This comprehensive approach can identify phenotypes that might be missed by single-method strategies, particularly for proteins like SAR1458 that may have condition-specific functions.
To investigate SAR1458's protein-protein interactions:
In Vivo Approaches:
Bacterial Two-Hybrid (B2H): Clone SAR1458 into both bait and prey vectors of a B2H system (e.g., BACTH).
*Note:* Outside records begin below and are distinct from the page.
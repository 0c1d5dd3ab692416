// THEORY:
// The `ClusterExpander` is the engine's reaction to an aggregate marker being
// activated. The user clicked a marker that stands in for many points; the
// honest response is to re-frame the viewport so those points become
// individually visible.
//
// Key architectural principles:
// 1.  **Bounding Region, Then Fit**: The expander resolves every member id
//     back to its coordinate, accumulates the minimal lat/lng rectangle over
//     them, and asks the host viewport to fit that region. The host decides
//     the actual pan/zoom animation; the engine only states the goal.
// 2.  **One-Shot Zoom Clamp**: Fitting the bounds of near-coincident points
//     would zoom in arbitrarily far. So the expander registers a listener
//     for the viewport's "idle" signal (the host's notification that the
//     requested change has settled) and, if the settled zoom exceeds the
//     ceiling, pulls it back down.
// 3.  **The Listener Removes Itself**: The idle listener unsubscribes inside
//     its own callback, using the handle the host passed it. Without this,
//     every cluster activation would leave one more listener behind, a leak
//     that grows with every click. A fired flag additionally guards against
//     a host that delivers a second idle before the unsubscribe lands.
// 4.  **Independent Activations**: Each expansion is self-contained:
//     Idle -> FitRequested -> (host settles) -> ZoomClamped(if needed) ->
//     Idle. Nothing blocks a subsequent activation.

use crate::core_modules::cluster::{GeoBounds, LatLng};
use crate::pipeline::ClusterError;

/// Opaque identifier for one idle subscription, issued by the host viewport.
pub type IdleHandle = u64;

/// Callback invoked when the viewport settles. The host hands the callback
/// mutable access to the viewport plus its own subscription handle, so a
/// one-shot listener can unsubscribe itself.
pub type IdleCallback = Box<dyn FnMut(&mut dyn Viewport, IdleHandle)>;

/// Capability surface of the host map's viewport: read the zoom, request
/// bound/zoom changes, and subscribe to the "settled" signal. The engine
/// never mutates host state except through these requests.
pub trait Viewport {
    fn zoom(&self) -> u32;
    fn fit_bounds(&mut self, region: GeoBounds);
    fn set_zoom(&mut self, zoom: u32);
    fn on_idle(&mut self, callback: IdleCallback) -> IdleHandle;
    fn off_idle(&mut self, handle: IdleHandle);
}

/// Re-frames `viewport` around the members of an activated cluster, clamping
/// the settled zoom to `max_zoom`.
///
/// Member ids the lookup cannot resolve are skipped; the expansion fails only
/// when no member resolves at all.
pub fn expand_cluster<L>(
    member_ids: &[u64],
    point_lookup: L,
    viewport: &mut dyn Viewport,
    max_zoom: u32,
) -> Result<(), ClusterError>
where
    L: Fn(u64) -> Option<LatLng>,
{
    let mut region: Option<GeoBounds> = None;
    for &member_id in member_ids {
        match point_lookup(member_id) {
            Some(position) if position.is_finite() => match region.as_mut() {
                Some(bounds) => bounds.extend(position),
                None => region = Some(GeoBounds::from_position(position)),
            },
            _ => {
                tracing::warn!(member_id, "skipping unresolvable cluster member");
            }
        }
    }
    let region = region.ok_or(ClusterError::NoExpandableMembers)?;

    viewport.fit_bounds(region);
    tracing::debug!(
        members = member_ids.len(),
        min_lat = region.min_lat,
        max_lat = region.max_lat,
        min_lng = region.min_lng,
        max_lng = region.max_lng,
        "requested viewport fit for activated cluster"
    );

    // One-shot: fires on the first settle after the fit, clamps if the host
    // over-zoomed, then removes itself via its own handle.
    let mut fired = false;
    viewport.on_idle(Box::new(move |vp, handle| {
        if fired {
            return;
        }
        fired = true;
        if vp.zoom() > max_zoom {
            vp.set_zoom(max_zoom);
        }
        vp.off_idle(handle);
    }));

    Ok(())
}
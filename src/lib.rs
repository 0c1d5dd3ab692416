// THEORY:
// This file is the main entry point for the `marker_cluster` library crate.
// It follows the standard Rust convention of using `lib.rs` to define the
// public API that will be exposed to external consumers (the hosting map UI).
//
// The primary goal is to export the `ClusterPipeline` and its associated data
// structures (`ClusterConfig`, `Cluster`, the capability traits) as the
// clean, high-level interface for the entire clustering engine. The internal
// layers (`core_modules`) remain reachable for hosts that want to call the
// build/render/expand stages individually.

pub mod core_modules;
pub mod pipeline;

pub use core_modules::cluster::{Cluster, GeoBounds, GeoPoint, LatLng};
pub use core_modules::cluster_expander::{IdleCallback, IdleHandle, Viewport};
pub use core_modules::cluster_renderer::{MarkerFactory, RenderedMarker};
pub use core_modules::projector::{PixelPoint, Projector, WebMercatorProjector};
pub use pipeline::{ClusterConfig, ClusterError, ClusterPipeline, ZoomScaling};
//! persona-panels — N personas stream their take on a topic, side by side.
//!
//! The core is `session::StreamAggregator` (shared per-persona buffers plus a
//! coalescing change signal) and `tui::RenderLoop` (fixed-rate repaint until
//! every persona is done). Everything else feeds them: an OpenAI-compatible
//! streaming client, persona generation, and a per-topic transcript store.

pub mod config;
pub mod llm;
pub mod persona;
pub mod session;
pub mod storage;
pub mod tui;
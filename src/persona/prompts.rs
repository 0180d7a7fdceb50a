//! Prompt templates for persona generation and persona responses.

use super::Persona;

/// System prompt for the one-shot persona generation call.
pub const PROFILE_SYSTEM_PROMPT: &str = "\
You are an expert character creator who designs diverse, realistic personas that will \
share unique views, thoughts, and feelings on a topic. Output must be STRICT JSON \
following the schema.";

/// User prompt asking for `n` personas on `topic`.
pub fn profile_user_prompt(n: usize, topic: &str) -> String {
    format!(
        "\
Create {n} diverse personas for sharing perspectives on the topic: \"{topic}\".

Return STRICT JSON:
{{
  \"profiles\": [
    {{
      \"name\": \"string\",
      \"age\": int,
      \"personality\": \"single_word_trait\",
      \"occupation\": \"short job title\"
    }}
  ]
}}

Constraints:
- Ages: 18-70, varied.
- Personality: single word (letters/hyphens only), e.g., Analytical,
  Pragmatic, Empathetic.
- Occupation: concise job title or role (max 3 words).
- Names: first name only; avoid duplicates.
"
    )
}

/// System prompt that puts the model in character.
pub fn persona_system_prompt(persona: &Persona) -> String {
    format!(
        "\
You are the following persona providing your own personal thoughts, feelings, and \
perspective on a specific topic.

Name: {}
Age: {}
Occupation: {}
Personality: {}

Stay fully in character. Base your response on this persona's life experience, values, \
and worldview.
Be concise but offer substance. Avoid generic statements.
",
        persona.name, persona.age, persona.occupation, persona.personality
    )
}

/// User prompt carrying the topic.
pub fn persona_user_prompt(topic: &str) -> String {
    format!(
        "\
Topic: \"{topic}\"

Share your personal thoughts and feelings on this topic from your perspective.
Aim for 2-4 sentences. Do not include your name; it will be shown externally.
"
    )
}
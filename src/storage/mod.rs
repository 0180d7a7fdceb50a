//! Topic store — append-only JSON transcript per topic.
//!
//! One pretty-printed file per topic under the cache dir:
//! `{"topic": "...", "messages": [{name, age, occupation, personality, response}]}`.
//! Only finished responses are written; the session never reads back.

use std::path::{Path, PathBuf};
use std::sync::{Mutex, PoisonError};

use serde::{Deserialize, Serialize};
use thiserror::Error;

use crate::persona::Persona;

#[derive(Debug, Error)]
pub enum StorageError {
    #[error("I/O error on {}: {source}", path.display())]
    Io {
        path: PathBuf,
        #[source]
        source: std::io::Error,
    },

    #[error("JSON serialize error: {0}")]
    Json(#[from] serde_json::Error),
}

/// One persisted persona response.
#[derive(Debug, Clone, PartialEq, Eq, Serialize, Deserialize)]
pub struct StoredMessage {
    pub name: String,
    pub age: u32,
    pub occupation: String,
    pub personality: String,
    pub response: String,
}

/// The on-disk document for one topic.
#[derive(Debug, Clone, PartialEq, Eq, Serialize, Deserialize)]
pub struct TopicLog {
    pub topic: String,
    #[serde(default)]
    pub messages: Vec<StoredMessage>,
}

/// Map a topic to its file stem: trimmed, lowercased, `/` and spaces → `_`.
pub fn topic_file_stem(topic: &str) -> String {
    topic.trim().to_lowercase().replace(['/', ' '], "_")
}

/// Append-only store rooted at a cache directory.
#[derive(Debug)]
pub struct TopicStore {
    root: PathBuf,
    // Serializes load→push→save across concurrent producers
    write_lock: Mutex<()>,
}

impl TopicStore {
    pub fn new(root: impl Into<PathBuf>) -> Self {
        Self {
            root: root.into(),
            write_lock: Mutex::new(()),
        }
    }

    pub fn path_for(&self, topic: &str) -> PathBuf {
        self.root.join(format!("{}.json", topic_file_stem(topic)))
    }

    /// Load the topic document. Missing or corrupt files are (re)initialized.
    pub fn load(&self, topic: &str) -> Result<TopicLog, StorageError> {
        let path = self.path_for(topic);
        let existing = std::fs::read_to_string(&path)
            .ok()
            .and_then(|content| serde_json::from_str::<TopicLog>(&content).ok());
        match existing {
            Some(log) => Ok(log),
            None => {
                let log = TopicLog {
                    topic: topic.to_string(),
                    messages: Vec::new(),
                };
                self.save(&path, &log)?;
                Ok(log)
            }
        }
    }

    /// Append a finished response for `persona` under `topic`.
    pub fn append(
        &self,
        topic: &str,
        persona: &Persona,
        response: &str,
    ) -> Result<(), StorageError> {
        let _guard = self.write_lock.lock().unwrap_or_else(PoisonError::into_inner);
        let mut log = self.load(topic)?;
        log.messages.push(StoredMessage {
            name: persona.name.clone(),
            age: persona.age,
            occupation: persona.occupation.clone(),
            personality: persona.personality.clone(),
            response: response.to_string(),
        });
        self.save(&self.path_for(topic), &log)
    }

    fn save(&self, path: &Path, log: &TopicLog) -> Result<(), StorageError> {
        let io_err = |source: std::io::Error| StorageError::Io {
            path: path.to_path_buf(),
            source,
        };
        if let Some(parent) = path.parent() {
            std::fs::create_dir_all(parent).map_err(io_err)?;
        }
        let json = serde_json::to_string_pretty(log)?;
        std::fs::write(path, json).map_err(io_err)
    }
}
//! StreamAggregator — shared per-slot buffers written by many producers,
//! read by one render loop.
//!
//! All slot state and the `changed` latch live under one mutex. The latch is
//! paired with a `Notify` so the reader can sleep until something changes
//! instead of polling. Many writes between two waits coalesce into one wake.

use std::sync::{Mutex, MutexGuard, PoisonError};
use std::time::Duration;

use ratatui::style::Color;
use tokio::sync::Notify;

use super::error::{SessionError, SessionResult};

/// Panel accent colours, assigned by `index % PALETTE.len()`.
pub const PALETTE: [Color; 7] = [
    Color::Cyan,
    Color::Magenta,
    Color::Yellow,
    Color::Green,
    Color::Blue,
    Color::Red,
    Color::White,
];

/// Colour for slot `index`.
pub fn slot_color(index: usize) -> Color {
    PALETTE[index % PALETTE.len()]
}

#[derive(Debug)]
struct Slot {
    label: String,
    buffer: String,
    finished: bool,
    color: Color,
}

#[derive(Debug)]
struct SlotTable {
    slots: Vec<Option<Slot>>,
    registered: usize,
    changed: bool,
}

impl SlotTable {
    fn slot_mut(&mut self, index: usize) -> SessionResult<&mut Slot> {
        self.slots
            .get_mut(index)
            .and_then(Option::as_mut)
            .ok_or(SessionError::UnknownSlot(index))
    }
}

/// Point-in-time copy of one registered slot.
#[derive(Debug, Clone, PartialEq, Eq)]
pub struct PanelView {
    pub index: usize,
    pub label: String,
    pub text: String,
    pub color: Color,
    pub done: bool,
}

/// Concurrency-safe per-producer state plus a coalescing change signal.
#[derive(Debug)]
pub struct StreamAggregator {
    total_slots: usize,
    table: Mutex<SlotTable>,
    notify: Notify,
}

impl StreamAggregator {
    /// A session expecting exactly `total_slots` producers.
    pub fn new(total_slots: usize) -> Self {
        Self {
            total_slots,
            table: Mutex::new(SlotTable {
                slots: (0..total_slots).map(|_| None).collect(),
                registered: 0,
                changed: false,
            }),
            notify: Notify::new(),
        }
    }

    /// Number of slots registered so far.
    pub fn registered(&self) -> usize {
        self.lock().registered
    }

    fn lock(&self) -> MutexGuard<'_, SlotTable> {
        self.table.lock().unwrap_or_else(PoisonError::into_inner)
    }

    /// Raise the latch. Caller holds the table lock.
    fn signal(&self, table: &mut SlotTable) {
        table.changed = true;
        self.notify.notify_one();
    }

    /// Create slot `index` with an empty buffer.
    pub fn register(&self, index: usize, label: impl Into<String>) -> SessionResult<()> {
        let mut table = self.lock();
        let total = self.total_slots;
        let entry = table
            .slots
            .get_mut(index)
            .ok_or(SessionError::SlotOutOfRange { index, total })?;
        if entry.is_some() {
            return Err(SessionError::DuplicateSlot(index));
        }
        *entry = Some(Slot {
            label: label.into(),
            buffer: String::new(),
            finished: false,
            color: slot_color(index),
        });
        table.registered += 1;
        self.signal(&mut table);
        Ok(())
    }

    /// Append `fragment` to slot `index`. Empty fragments are ignored and do
    /// not wake the reader. Appending to a finished slot still appends.
    pub fn append(&self, index: usize, fragment: &str) -> SessionResult<()> {
        if fragment.is_empty() {
            return Ok(());
        }
        let mut table = self.lock();
        table.slot_mut(index)?.buffer.push_str(fragment);
        self.signal(&mut table);
        Ok(())
    }

    /// Mark slot `index` finished. Idempotent.
    pub fn finish(&self, index: usize) -> SessionResult<()> {
        let mut table = self.lock();
        table.slot_mut(index)?.finished = true;
        self.signal(&mut table);
        Ok(())
    }

    /// `append(index, message)` then `finish(index)`, under one lock.
    pub fn fail(&self, index: usize, message: &str) -> SessionResult<()> {
        let mut table = self.lock();
        let slot = table.slot_mut(index)?;
        slot.buffer.push_str(message);
        slot.finished = true;
        self.signal(&mut table);
        Ok(())
    }

    /// Consistent copy of every registered slot, ordered by index.
    pub fn snapshot(&self) -> Vec<PanelView> {
        let table = self.lock();
        table
            .slots
            .iter()
            .enumerate()
            .filter_map(|(index, slot)| {
                slot.as_ref().map(|s| PanelView {
                    index,
                    label: s.label.clone(),
                    text: s.buffer.clone(),
                    color: s.color,
                    done: s.finished,
                })
            })
            .collect()
    }

    /// True once every slot is registered and finished.
    pub fn all_done(&self) -> bool {
        let table = self.lock();
        table.registered == self.total_slots
            && table
                .slots
                .iter()
                .all(|s| s.as_ref().is_some_and(|s| s.finished))
    }

    /// Wait until the latch is raised or `timeout` elapses.
    ///
    /// Returns `true` if a change was observed (and clears the latch),
    /// `false` on timeout. A change raised while nobody was waiting makes the
    /// next call return immediately. A wake that finds the latch already
    /// cleared goes back to sleep until the same deadline.
    pub async fn wait_for_change(&self, timeout: Duration) -> bool {
        let deadline = tokio::time::Instant::now() + timeout;
        loop {
            let notified = self.notify.notified();
            tokio::pin!(notified);
            // Register as a waiter before checking the latch so a signal
            // raised in between still wakes us.
            notified.as_mut().enable();

            if self.take_changed() {
                return true;
            }
            if tokio::time::timeout_at(deadline, notified).await.is_err() {
                return false;
            }
        }
    }

    fn take_changed(&self) -> bool {
        std::mem::take(&mut self.lock().changed)
    }
}
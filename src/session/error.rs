//! Session-specific error types.

use thiserror::Error;

#[derive(Debug, Clone, PartialEq, Eq, Error)]
pub enum SessionError {
    #[error("slot {0} is not registered")]
    UnknownSlot(usize),

    #[error("slot {index} out of range (session has {total} slots)")]
    SlotOutOfRange { index: usize, total: usize },

    #[error("slot {0} is already registered")]
    DuplicateSlot(usize),
}

pub type SessionResult<T> = Result<T, SessionError>;
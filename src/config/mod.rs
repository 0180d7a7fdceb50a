//! Session configuration — model endpoint, stream bounds, render cadence.
//!
//! Project-level config: `.persona-panels/config.yaml` (optional, safe to commit
//! as long as `api_key` is left out).
//!
//! Resolution: built-in defaults → config file → env vars → CLI overrides.

use std::path::{Path, PathBuf};
use std::time::Duration;

use serde::{Deserialize, Serialize};
use thiserror::Error;

/// Default project config location, relative to the working directory.
pub const PROJECT_CONFIG_PATH: &str = ".persona-panels/config.yaml";

/// Upper bound on concurrent personas (one palette colour each).
pub const MAX_AGENTS: usize = 7;

/// Upper bound on the render loop frequency (1 ms period).
pub const MAX_REFRESH_HZ: u32 = 1000;

#[derive(Debug, Error)]
pub enum ConfigError {
    #[error("failed to read {}: {source}", path.display())]
    Io {
        path: PathBuf,
        #[source]
        source: std::io::Error,
    },

    #[error("invalid YAML in {}: {source}", path.display())]
    Yaml {
        path: PathBuf,
        #[source]
        source: serde_yaml::Error,
    },

    #[error("number of agents must be between 1 and {max} (got {0})", max = MAX_AGENTS)]
    InvalidAgentCount(usize),

    #[error("refresh rate must be between 1 and {max} Hz (got {0})", max = MAX_REFRESH_HZ)]
    InvalidRefreshRate(u32),
}

/// Everything a session needs besides the topic and persona count.
#[derive(Debug, Clone, Serialize, Deserialize)]
#[serde(default)]
pub struct SessionConfig {
    /// Model ID sent with every request.
    pub model: String,
    /// Base URL of the OpenAI-compatible API (no trailing slash).
    pub base_url: String,
    #[serde(skip_serializing_if = "Option::is_none")]
    pub api_key: Option<String>,
    /// Upper bound on tokens per persona response.
    pub max_tokens: u32,
    /// Render loop frequency.
    pub refresh_hz: u32,
    /// Per-producer bound on the whole stream. `None` waits forever.
    #[serde(skip_serializing_if = "Option::is_none")]
    pub producer_timeout_secs: Option<u64>,
    /// Where finished responses are persisted, one JSON file per topic.
    pub cache_dir: PathBuf,
}

impl Default for SessionConfig {
    fn default() -> Self {
        Self {
            model: "gpt-4o-mini".into(),
            base_url: "https://api.openai.com/v1".into(),
            api_key: None,
            max_tokens: 300,
            refresh_hz: 20,
            producer_timeout_secs: Some(120),
            cache_dir: PathBuf::from(".cache"),
        }
    }
}

impl SessionConfig {
    /// Load config: defaults, then the YAML file, then the environment.
    ///
    /// With `path == None` the project file is optional. An explicit path
    /// must exist.
    pub fn load(path: Option<&Path>) -> Result<Self, ConfigError> {
        let mut config = match path {
            Some(p) => Self::from_file(p)?,
            None => {
                let default_path = Path::new(PROJECT_CONFIG_PATH);
                if default_path.exists() {
                    Self::from_file(default_path)?
                } else {
                    Self::default()
                }
            }
        };
        config.apply_env(|key| std::env::var(key).ok());
        Ok(config)
    }

    /// Parse a YAML config file. Missing fields take their defaults.
    pub fn from_file(path: &Path) -> Result<Self, ConfigError> {
        let content = std::fs::read_to_string(path).map_err(|source| ConfigError::Io {
            path: path.to_path_buf(),
            source,
        })?;
        Self::from_yaml(&content).map_err(|source| ConfigError::Yaml {
            path: path.to_path_buf(),
            source,
        })
    }

    pub fn from_yaml(content: &str) -> Result<Self, serde_yaml::Error> {
        if content.trim().is_empty() {
            return Ok(Self::default());
        }
        serde_yaml::from_str(content)
    }

    /// Overlay `OPENAI_API_KEY` and `OPENAI_BASE_URL`.
    pub fn apply_env(&mut self, lookup: impl Fn(&str) -> Option<String>) {
        if let Some(key) = lookup("OPENAI_API_KEY").filter(|k| !k.is_empty()) {
            self.api_key = Some(key);
        }
        if let Some(url) = lookup("OPENAI_BASE_URL").filter(|u| !u.is_empty()) {
            self.base_url = url.trim_end_matches('/').to_string();
        }
    }

    /// Interval between render loop frames.
    pub fn refresh_period(&self) -> Result<Duration, ConfigError> {
        if !(1..=MAX_REFRESH_HZ).contains(&self.refresh_hz) {
            return Err(ConfigError::InvalidRefreshRate(self.refresh_hz));
        }
        Ok(Duration::from_nanos(1_000_000_000 / u64::from(self.refresh_hz)))
    }

    pub fn producer_timeout(&self) -> Option<Duration> {
        self.producer_timeout_secs.map(Duration::from_secs)
    }
}

/// Check the requested persona count against `1..=MAX_AGENTS`.
pub fn validate_agent_count(agents: usize) -> Result<usize, ConfigError> {
    if (1..=MAX_AGENTS).contains(&agents) {
        Ok(agents)
    } else {
        Err(ConfigError::InvalidAgentCount(agents))
    }
}

#[cfg(test)]
mod tests {
    use super::*;

    #[test]
    fn defaults_match_original_session() {
        let config = SessionConfig::default();
        assert_eq!(config.model, "gpt-4o-mini");
        assert_eq!(config.max_tokens, 300);
        assert_eq!(config.refresh_hz, 20);
        assert_eq!(config.refresh_period().unwrap(), Duration::from_millis(50));
    }

    #[test]
    fn load_from_yaml_string() {
        let yaml = r#"
model: gpt-4o
refresh_hz: 10
producer_timeout_secs: 30
cache_dir: /tmp/personas
"#;
        let config = SessionConfig::from_yaml(yaml).unwrap();
        assert_eq!(config.model, "gpt-4o");
        assert_eq!(config.refresh_period().unwrap(), Duration::from_millis(100));
        assert_eq!(config.producer_timeout(), Some(Duration::from_secs(30)));
        assert_eq!(config.cache_dir, PathBuf::from("/tmp/personas"));
        // Untouched fields keep defaults
        assert_eq!(config.max_tokens, 300);
        assert!(config.api_key.is_none());
    }

    #[test]
    fn empty_yaml_is_default() {
        let config = SessionConfig::from_yaml("  \n").unwrap();
        assert_eq!(config.model, "gpt-4o-mini");
    }

    #[test]
    fn env_overrides_file() {
        let mut config = SessionConfig::from_yaml("api_key: from-file\n").unwrap();
        config.apply_env(|key| match key {
            "OPENAI_API_KEY" => Some("from-env".into()),
            "OPENAI_BASE_URL" => Some("http://localhost:8080/v1/".into()),
            _ => None,
        });
        assert_eq!(config.api_key.as_deref(), Some("from-env"));
        assert_eq!(config.base_url, "http://localhost:8080/v1");
    }

    #[test]
    fn empty_env_values_ignored() {
        let mut config = SessionConfig::default();
        config.apply_env(|_| Some(String::new()));
        assert!(config.api_key.is_none());
        assert_eq!(config.base_url, "https://api.openai.com/v1");
    }

    #[test]
    fn missing_explicit_file_errors() {
        let err = SessionConfig::load(Some(Path::new("/nonexistent/config.yaml"))).unwrap_err();
        assert!(matches!(err, ConfigError::Io { .. }));
    }

    #[test]
    fn zero_refresh_rejected() {
        let config = SessionConfig {
            refresh_hz: 0,
            ..SessionConfig::default()
        };
        assert!(matches!(
            config.refresh_period(),
            Err(ConfigError::InvalidRefreshRate(0))
        ));
    }

    #[test]
    fn refresh_rate_is_capped() {
        let at_cap = SessionConfig {
            refresh_hz: MAX_REFRESH_HZ,
            ..SessionConfig::default()
        };
        assert_eq!(at_cap.refresh_period().unwrap(), Duration::from_millis(1));

        let too_fast = SessionConfig {
            refresh_hz: 2_000_000_000,
            ..SessionConfig::default()
        };
        let err = too_fast.refresh_period().unwrap_err();
        assert!(matches!(err, ConfigError::InvalidRefreshRate(2_000_000_000)));
        assert!(err.to_string().contains("between 1 and 1000"));
    }

    #[test]
    fn agent_count_bounds() {
        assert_eq!(validate_agent_count(1).unwrap(), 1);
        assert_eq!(validate_agent_count(7).unwrap(), 7);
        assert!(validate_agent_count(0).is_err());
        let err = validate_agent_count(8).unwrap_err();
        assert!(err.to_string().contains("between 1 and 7"));
    }
}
Screen against an S. aureus genomic library to identify interaction partners.
Co-Immunoprecipitation: Express epitope-tagged SAR1458 in S. aureus, crosslink in vivo, then immunoprecipitate and identify binding partners via mass spectrometry.
Proximity-Dependent Biotin Identification (BioID): Fuse SAR1458 to a biotin ligase, express in S. aureus, and identify proximal proteins through streptavidin pulldown and mass spectrometry.
In Vitro Approaches:
Pull-Down Assays: Use purified His-tagged SAR1458 as bait with S. aureus lysate, then identify bound proteins by mass spectrometry.
Surface Plasmon Resonance (SPR): Immobilize purified SAR1458 on a sensor chip and measure binding kinetics with candidate partner proteins.
Isothermal Titration Calorimetry (ITC): Measure binding thermodynamics between SAR1458 and putative interaction partners.
Computational Predictions:
Use structure-based docking to predict interactions with other S. aureus proteins
Employ co-evolution analysis to identify potentially interacting proteins
Analyze genomic context for gene neighborhood conservation
Validation Studies:
Mutagenesis of key residues to disrupt predicted interactions
Functional assays to determine biological significance of interactions
Co-crystal structure determination of protein complexes
These approaches should be used in combination, as each has specific strengths and limitations for detecting different types of protein interactions .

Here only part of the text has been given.